E ao segundo dia de presença no Festa do Cinema Francês surgiu-nos «As Férias do Menino Nicolau», nova transposição do universo gráfico congeminado por Goscinny e por Sempé para o do cinema.
Encontramos o protagonista no final do ano escolar e na desejada chegada das férias. Único óbice para o miúdo: despedir-se da sua bela Edwige por quem sente um amor eterno como o são todos quando ainda se usam calções.
Em casa discute-se se devem ir para a montanha ou para a praia, mas por uma vez chegam a acordo, porque a negociação tem outra variável com que o pai de Nicolau não conta: ter de levar a sogra, que sempre o destrata, lembrando continuamente um antigo namorado da filha muito mais atraente e talentoso.
Fazendo recordar o maravilhoso filme de Tati sobre as férias do senhor Hulot, temos os personagens instalados no Hotel Beau Rivage nesse mesmo início da década de sessenta. E o mesmo propósito do realizador em recorrer aos estereótipos para melhor os criticar com recurso a gags mais ou menos divertidos.
Nicolau integra-se num grupo de novos amigos: Blaise, que não está de férias, porque vive ali todo o ano; Fructueux, que come tudo quanto lhe aparece à mão desde bombons até às pastilhas elásticas abandonadas por outrem; Djodjo, que não fala como eles por ser inglês; Crépin, que anda sempre a chorar e o irritante Côme, que quer sempre ter razão.
Mas o pior para Nicolau é conhecer Isabelle, que parece uma das miúdas fantasmas de «Shining», e só com olhos para ele. Se, à partida, se sente por ela assustado a ponto de tudo fazer para que nunca venha a com ela casar-se, Isabelle virá a ser o seu amor estival, capaz de o levar a esquecer Edwige.

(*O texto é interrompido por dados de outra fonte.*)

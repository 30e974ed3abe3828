use crate::list::List;
use crate::NodeId;

/// Traversal direction of a [`Cursor`].
#[derive(Clone, Copy, PartialEq, Eq, Debug)]
pub enum Direction {
    /// head → tail
    Forward,
    /// tail → head
    Backward,
}

/// A detached external cursor over a [`List`].
///
/// Unlike [`Iter`], a `Cursor` does not borrow the list: it stores the
/// handle of the next node to yield and is given the list again at every
/// [`next`](Cursor::next) call. That is what makes the classic
/// delete-while-iterating pattern work — the borrow of the list ends
/// between calls, so the just-yielded node can be deleted and the
/// traversal continues unharmed:
///
/// ```
/// use arena_list::{Direction, List};
///
/// let mut list: List<_> = (0..6).collect();
///
/// let mut cursor = list.cursor(Direction::Forward);
/// while let Some(node) = cursor.next(&list) {
///     if list.get(node).unwrap() % 2 == 0 {
///         list.delete(node);
///     }
/// }
///
/// assert_eq!(Vec::from_iter(list), vec![1, 3, 5]);
/// ```
///
/// The cursor has already captured the node's neighbor by the time the
/// node is yielded, so deleting the yielded node never skips or repeats
/// another one. Deleting *other* nodes mid-traversal is also memory-safe
/// here (the stored handle merely goes stale and the traversal ends
/// early), but which nodes such a traversal visits is unspecified.
///
/// [`Iter`]: crate::Iter
#[derive(Clone, Debug)]
pub struct Cursor {
    next: Option<NodeId>,
    direction: Direction,
}

impl Cursor {
    pub(crate) fn new<T>(list: &List<T>, direction: Direction) -> Self {
        let next = match direction {
            Direction::Forward => list.first(),
            Direction::Backward => list.last(),
        };
        Self { next, direction }
    }

    /// Returns the traversal direction.
    #[inline]
    pub fn direction(&self) -> Direction {
        self.direction
    }

    /// Yields the node at the cursor and advances to its `next` (forward)
    /// or `prev` (backward) neighbor, as read before returning. Returns
    /// `None` once the traversal is exhausted, and `None` on every call
    /// thereafter.
    ///
    /// # Examples
    ///
    /// ```
    /// use arena_list::{Direction, List};
    ///
    /// let mut list = List::new();
    /// let a = list.push_back(1);
    /// let b = list.push_back(2);
    ///
    /// let mut cursor = list.cursor(Direction::Forward);
    /// assert_eq!(cursor.next(&list), Some(a));
    /// assert_eq!(cursor.next(&list), Some(b));
    /// assert_eq!(cursor.next(&list), None);
    /// assert_eq!(cursor.next(&list), None);
    /// ```
    pub fn next<T>(&mut self, list: &List<T>) -> Option<NodeId> {
        let current = self.next?;
        // A stale stored handle means the caller deleted more than the
        // just-yielded node; end the traversal instead of resolving it.
        let node = list.arena.get(current)?;
        self.next = match self.direction {
            Direction::Forward => node.next,
            Direction::Backward => node.prev,
        };
        Some(current)
    }

    /// Resets the cursor in place to a forward traversal from the head.
    ///
    /// # Examples
    ///
    /// ```
    /// use arena_list::{Direction, List};
    ///
    /// let mut list = List::new();
    /// let a = list.push_back(1);
    ///
    /// let mut cursor = list.cursor(Direction::Forward);
    /// assert_eq!(cursor.next(&list), Some(a));
    /// assert_eq!(cursor.next(&list), None);
    ///
    /// cursor.rewind(&list);
    /// assert_eq!(cursor.next(&list), Some(a));
    /// ```
    pub fn rewind<T>(&mut self, list: &List<T>) {
        self.next = list.first();
        self.direction = Direction::Forward;
    }

    /// Resets the cursor in place to a backward traversal from the tail.
    pub fn rewind_tail<T>(&mut self, list: &List<T>) {
        self.next = list.last();
        self.direction = Direction::Backward;
    }
}

#[cfg(test)]
mod tests {
    use super::Direction;
    use crate::list::List;

    #[test]
    fn forward_and_backward_visit_reversed_orders() {
        let list: List<_> = (0..5).collect();

        let mut forward = Vec::new();
        let mut cursor = list.cursor(Direction::Forward);
        while let Some(id) = cursor.next(&list) {
            forward.push(*list.get(id).unwrap());
        }

        let mut backward = Vec::new();
        cursor.rewind_tail(&list);
        while let Some(id) = cursor.next(&list) {
            backward.push(*list.get(id).unwrap());
        }

        assert_eq!(forward, vec![0, 1, 2, 3, 4]);
        backward.reverse();
        assert_eq!(forward, backward);
    }

    #[test]
    fn exhausted_cursor_stays_exhausted() {
        let list: List<_> = (0..2).collect();
        let mut cursor = list.cursor(Direction::Forward);
        assert!(cursor.next(&list).is_some());
        assert!(cursor.next(&list).is_some());
        for _ in 0..3 {
            assert_eq!(cursor.next(&list), None);
        }
    }

    #[test]
    fn empty_list_cursor() {
        let list = List::<u8>::new();
        let mut cursor = list.cursor(Direction::Forward);
        assert_eq!(cursor.next(&list), None);
        cursor.rewind_tail(&list);
        assert_eq!(cursor.next(&list), None);
    }

    #[test]
    fn delete_just_yielded_node_mid_traversal() {
        let mut list: List<_> = (0..5).collect();
        let mut cursor = list.cursor(Direction::Forward);
        let mut visited = Vec::new();
        while let Some(id) = cursor.next(&list) {
            let value = *list.get(id).unwrap();
            visited.push(value);
            if value == 2 {
                list.delete(id);
            }
        }
        // Nothing skipped, nothing repeated.
        assert_eq!(visited, vec![0, 1, 2, 3, 4]);
        assert_eq!(Vec::from_iter(list), vec![0, 1, 3, 4]);
    }

    #[test]
    fn delete_just_yielded_node_backward() {
        let mut list: List<_> = (0..4).collect();
        let mut cursor = list.cursor(Direction::Backward);
        let mut visited = Vec::new();
        while let Some(id) = cursor.next(&list) {
            visited.push(*list.get(id).unwrap());
            list.delete(id);
        }
        assert_eq!(visited, vec![3, 2, 1, 0]);
        assert!(list.is_empty());
    }

    #[test]
    fn rewind_restarts_after_mutation() {
        let mut list: List<_> = (0..3).collect();
        let mut cursor = list.cursor(Direction::Forward);
        let first = cursor.next(&list).unwrap();
        list.delete(first);

        cursor.rewind(&list);
        let mut visited = Vec::new();
        while let Some(id) = cursor.next(&list) {
            visited.push(*list.get(id).unwrap());
        }
        assert_eq!(visited, vec![1, 2]);
    }

    #[test]
    fn independent_cursors_over_the_same_list() {
        let list: List<_> = (0..3).collect();
        let mut one = list.cursor(Direction::Forward);
        let mut two = list.cursor(Direction::Forward);
        assert_eq!(one.next(&list), two.next(&list));
        // Advancing one cursor leaves the other alone.
        one.next(&list);
        assert_eq!(two.next(&list), list.node_at(1));
    }

    #[test]
    fn stale_stored_handle_ends_traversal() {
        let mut list: List<_> = (0..3).collect();
        let mut cursor = list.cursor(Direction::Forward);
        let first = cursor.next(&list).unwrap();
        // Deleting the node the cursor is parked on (not the one just
        // yielded from this position) leaves a stale stored handle.
        let second = list.next_node(first).unwrap();
        list.delete(second);
        assert_eq!(cursor.next(&list), None);
    }
}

Às tantas pomo-nos a conjeturar, porque será que não se vê um único negro no filme e se projeta uma tão notória nostalgia por um tempo idílico definitivamente desaparecido? E lembramo-nos de Amélie Poulain e o quanto esse universo de Montmartre fora tão idolatrado pela extrema-direita francesa.
É certo que, nem Sempé, nem Goscinny deram ideia de apreciarem Le Pen ou o que ele tem representado nos últimos sessenta anos. E muito menos Jacques Tati em cujo humor se parece querer filiar Tirard. Mas, uma coisa era olhar para os usos e costumes das férias dos anos 60 nessa mesma altura e criticá-los com sagacidade, e outra a reprodução dessas mesmas idiossincrasias para mero exercício nostálgico sobre algo, que se gostaria de recuperar.
É fácil imaginar muito do eleitorado da Frente Nacional francesa a ver o filme e a suspirar de saudade por um tempo em que todos eram bonitos e gentis, sem os incómodos de uma miscigenação que aterroriza quem se julga em perigosa perda de identidade.
Em si o filme vale como um divertimento conseguido, que faz sorrir, mais do que rir, e com uma cenografia irrepreensível. Mas, numa altura em que marine le pen tem sérias possibilidades de vir a suceder a Hollande no Eliseu não deixa de ser equívoca esta oferta da imagem de uma França utópica para os mais racistas dos franceses.
Na semana em que se cumpriu o 50º aniversário da Mafalda de Quino, que provou ainda estar muito atual, o menino Nicolau arrisca-se a ser visto como uma curiosidade de museu, tão diferentes são os valores de hoje com os por ele testemunhados.